- _RECORDED INFORMATION_

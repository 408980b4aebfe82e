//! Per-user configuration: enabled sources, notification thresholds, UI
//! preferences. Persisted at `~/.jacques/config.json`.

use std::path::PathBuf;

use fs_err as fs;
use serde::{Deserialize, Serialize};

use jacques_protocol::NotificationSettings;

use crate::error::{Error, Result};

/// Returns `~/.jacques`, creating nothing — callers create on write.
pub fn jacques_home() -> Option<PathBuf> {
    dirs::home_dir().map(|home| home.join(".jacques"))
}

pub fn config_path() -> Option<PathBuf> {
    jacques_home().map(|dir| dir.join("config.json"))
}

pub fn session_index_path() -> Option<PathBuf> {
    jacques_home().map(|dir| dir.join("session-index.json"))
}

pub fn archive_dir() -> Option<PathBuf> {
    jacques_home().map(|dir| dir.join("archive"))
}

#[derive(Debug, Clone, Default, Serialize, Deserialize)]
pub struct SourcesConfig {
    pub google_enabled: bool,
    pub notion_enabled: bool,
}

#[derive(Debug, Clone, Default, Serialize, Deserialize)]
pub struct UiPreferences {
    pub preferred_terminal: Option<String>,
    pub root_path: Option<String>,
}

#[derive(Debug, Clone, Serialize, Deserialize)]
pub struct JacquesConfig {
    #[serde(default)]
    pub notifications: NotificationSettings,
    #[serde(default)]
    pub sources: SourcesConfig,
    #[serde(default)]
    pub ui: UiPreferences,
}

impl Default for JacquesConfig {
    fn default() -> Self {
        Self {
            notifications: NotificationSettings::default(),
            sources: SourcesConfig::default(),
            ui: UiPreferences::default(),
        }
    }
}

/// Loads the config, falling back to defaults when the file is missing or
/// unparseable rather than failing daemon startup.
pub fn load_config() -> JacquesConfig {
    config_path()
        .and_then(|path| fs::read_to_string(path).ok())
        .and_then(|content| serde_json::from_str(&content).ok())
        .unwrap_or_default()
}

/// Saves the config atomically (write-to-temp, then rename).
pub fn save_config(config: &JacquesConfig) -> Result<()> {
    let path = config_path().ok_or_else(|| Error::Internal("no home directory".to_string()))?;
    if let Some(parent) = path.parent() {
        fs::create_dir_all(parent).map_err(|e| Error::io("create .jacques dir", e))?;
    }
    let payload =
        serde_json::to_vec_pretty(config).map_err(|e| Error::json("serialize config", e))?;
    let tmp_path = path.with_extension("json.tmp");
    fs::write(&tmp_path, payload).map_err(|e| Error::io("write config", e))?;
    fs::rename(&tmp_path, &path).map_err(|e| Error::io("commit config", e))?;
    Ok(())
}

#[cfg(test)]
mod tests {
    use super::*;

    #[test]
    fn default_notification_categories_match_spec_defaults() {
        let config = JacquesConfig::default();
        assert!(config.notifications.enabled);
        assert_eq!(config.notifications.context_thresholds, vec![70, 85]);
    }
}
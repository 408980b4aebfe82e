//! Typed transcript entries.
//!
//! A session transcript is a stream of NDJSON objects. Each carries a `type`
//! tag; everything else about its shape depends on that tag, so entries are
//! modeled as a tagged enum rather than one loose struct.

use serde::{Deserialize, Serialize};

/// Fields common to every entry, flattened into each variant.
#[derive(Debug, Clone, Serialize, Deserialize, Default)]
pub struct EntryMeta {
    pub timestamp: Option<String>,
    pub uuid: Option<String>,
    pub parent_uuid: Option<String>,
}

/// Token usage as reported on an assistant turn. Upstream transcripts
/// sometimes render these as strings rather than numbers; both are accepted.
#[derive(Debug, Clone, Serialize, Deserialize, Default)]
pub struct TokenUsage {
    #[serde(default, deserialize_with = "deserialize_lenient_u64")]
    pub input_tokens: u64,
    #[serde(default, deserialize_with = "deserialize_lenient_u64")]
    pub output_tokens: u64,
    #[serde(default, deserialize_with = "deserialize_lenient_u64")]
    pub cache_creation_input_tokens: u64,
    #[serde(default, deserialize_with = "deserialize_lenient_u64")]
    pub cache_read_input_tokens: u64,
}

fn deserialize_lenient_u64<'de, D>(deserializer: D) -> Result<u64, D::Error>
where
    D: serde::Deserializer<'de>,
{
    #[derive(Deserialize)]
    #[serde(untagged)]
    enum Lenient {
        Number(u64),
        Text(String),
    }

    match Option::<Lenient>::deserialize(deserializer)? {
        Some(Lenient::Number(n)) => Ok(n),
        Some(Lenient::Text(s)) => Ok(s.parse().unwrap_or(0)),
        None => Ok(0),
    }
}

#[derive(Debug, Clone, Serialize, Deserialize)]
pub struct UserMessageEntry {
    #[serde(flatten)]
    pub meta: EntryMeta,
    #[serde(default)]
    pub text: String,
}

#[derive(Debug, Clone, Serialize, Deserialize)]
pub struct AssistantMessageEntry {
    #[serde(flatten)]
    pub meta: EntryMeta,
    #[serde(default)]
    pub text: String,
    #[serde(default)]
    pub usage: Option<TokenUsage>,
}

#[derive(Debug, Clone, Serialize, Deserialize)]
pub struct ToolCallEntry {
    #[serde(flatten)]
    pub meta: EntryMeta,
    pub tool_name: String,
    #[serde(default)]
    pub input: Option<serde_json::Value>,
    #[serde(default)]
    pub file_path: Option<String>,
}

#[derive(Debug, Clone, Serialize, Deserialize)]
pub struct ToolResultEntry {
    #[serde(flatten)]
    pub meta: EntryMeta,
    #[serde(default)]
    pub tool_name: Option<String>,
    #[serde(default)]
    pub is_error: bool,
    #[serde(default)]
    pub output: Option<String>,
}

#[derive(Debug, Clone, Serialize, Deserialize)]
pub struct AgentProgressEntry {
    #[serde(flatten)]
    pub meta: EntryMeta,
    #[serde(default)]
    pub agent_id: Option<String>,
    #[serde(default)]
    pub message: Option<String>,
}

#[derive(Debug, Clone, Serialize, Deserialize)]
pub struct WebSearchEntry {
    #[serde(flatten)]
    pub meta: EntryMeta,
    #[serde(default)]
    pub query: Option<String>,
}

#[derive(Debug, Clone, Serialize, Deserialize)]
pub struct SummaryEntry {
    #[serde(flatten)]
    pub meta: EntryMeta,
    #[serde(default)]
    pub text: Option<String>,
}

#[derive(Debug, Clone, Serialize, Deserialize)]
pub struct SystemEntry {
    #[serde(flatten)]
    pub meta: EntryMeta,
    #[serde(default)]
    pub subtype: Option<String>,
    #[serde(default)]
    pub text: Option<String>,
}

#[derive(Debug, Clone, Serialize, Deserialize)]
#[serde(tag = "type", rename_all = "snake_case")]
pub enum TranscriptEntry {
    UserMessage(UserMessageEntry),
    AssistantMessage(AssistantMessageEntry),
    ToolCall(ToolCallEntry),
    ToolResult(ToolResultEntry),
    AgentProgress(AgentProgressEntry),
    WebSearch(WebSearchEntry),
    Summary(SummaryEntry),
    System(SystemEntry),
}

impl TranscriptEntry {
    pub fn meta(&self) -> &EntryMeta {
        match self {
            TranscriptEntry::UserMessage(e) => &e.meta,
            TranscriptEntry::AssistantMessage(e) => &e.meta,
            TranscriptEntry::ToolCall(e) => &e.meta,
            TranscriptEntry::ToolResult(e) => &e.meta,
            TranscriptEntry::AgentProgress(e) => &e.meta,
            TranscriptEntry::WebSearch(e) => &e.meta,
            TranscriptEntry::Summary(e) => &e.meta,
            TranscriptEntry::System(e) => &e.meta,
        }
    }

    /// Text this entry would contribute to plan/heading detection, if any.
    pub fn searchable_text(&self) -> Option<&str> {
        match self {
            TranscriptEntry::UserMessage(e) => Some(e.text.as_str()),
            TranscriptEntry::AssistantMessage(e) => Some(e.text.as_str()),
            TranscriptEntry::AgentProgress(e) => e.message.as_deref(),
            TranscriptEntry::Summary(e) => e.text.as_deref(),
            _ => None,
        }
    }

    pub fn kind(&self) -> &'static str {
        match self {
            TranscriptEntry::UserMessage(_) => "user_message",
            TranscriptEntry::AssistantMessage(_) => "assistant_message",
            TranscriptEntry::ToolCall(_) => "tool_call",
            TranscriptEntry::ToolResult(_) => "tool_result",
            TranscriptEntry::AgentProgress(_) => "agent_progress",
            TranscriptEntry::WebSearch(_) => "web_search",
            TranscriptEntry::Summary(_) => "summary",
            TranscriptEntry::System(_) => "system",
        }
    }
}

- _WHAT IS REQUIRED_
Taking the records from the top, repeat each line exactly until you have repeated the line that contains "pub fn jacques_home()".

- _EXERCISE OUTPUT_
repository 408980b4aebfe82e
//! Per-user configuration: enabled sources, notification thresholds, UI
//! preferences. Persisted at `~/.jacques/config.json`.

use std::path::PathBuf;

use fs_err as fs;
use serde::{Deserialize, Serialize};

use jacques_protocol::NotificationSettings;

use crate::error::{Error, Result};

/// Returns `~/.jacques`, creating nothing — callers create on write.
pub fn jacques_home() -> Option<PathBuf> {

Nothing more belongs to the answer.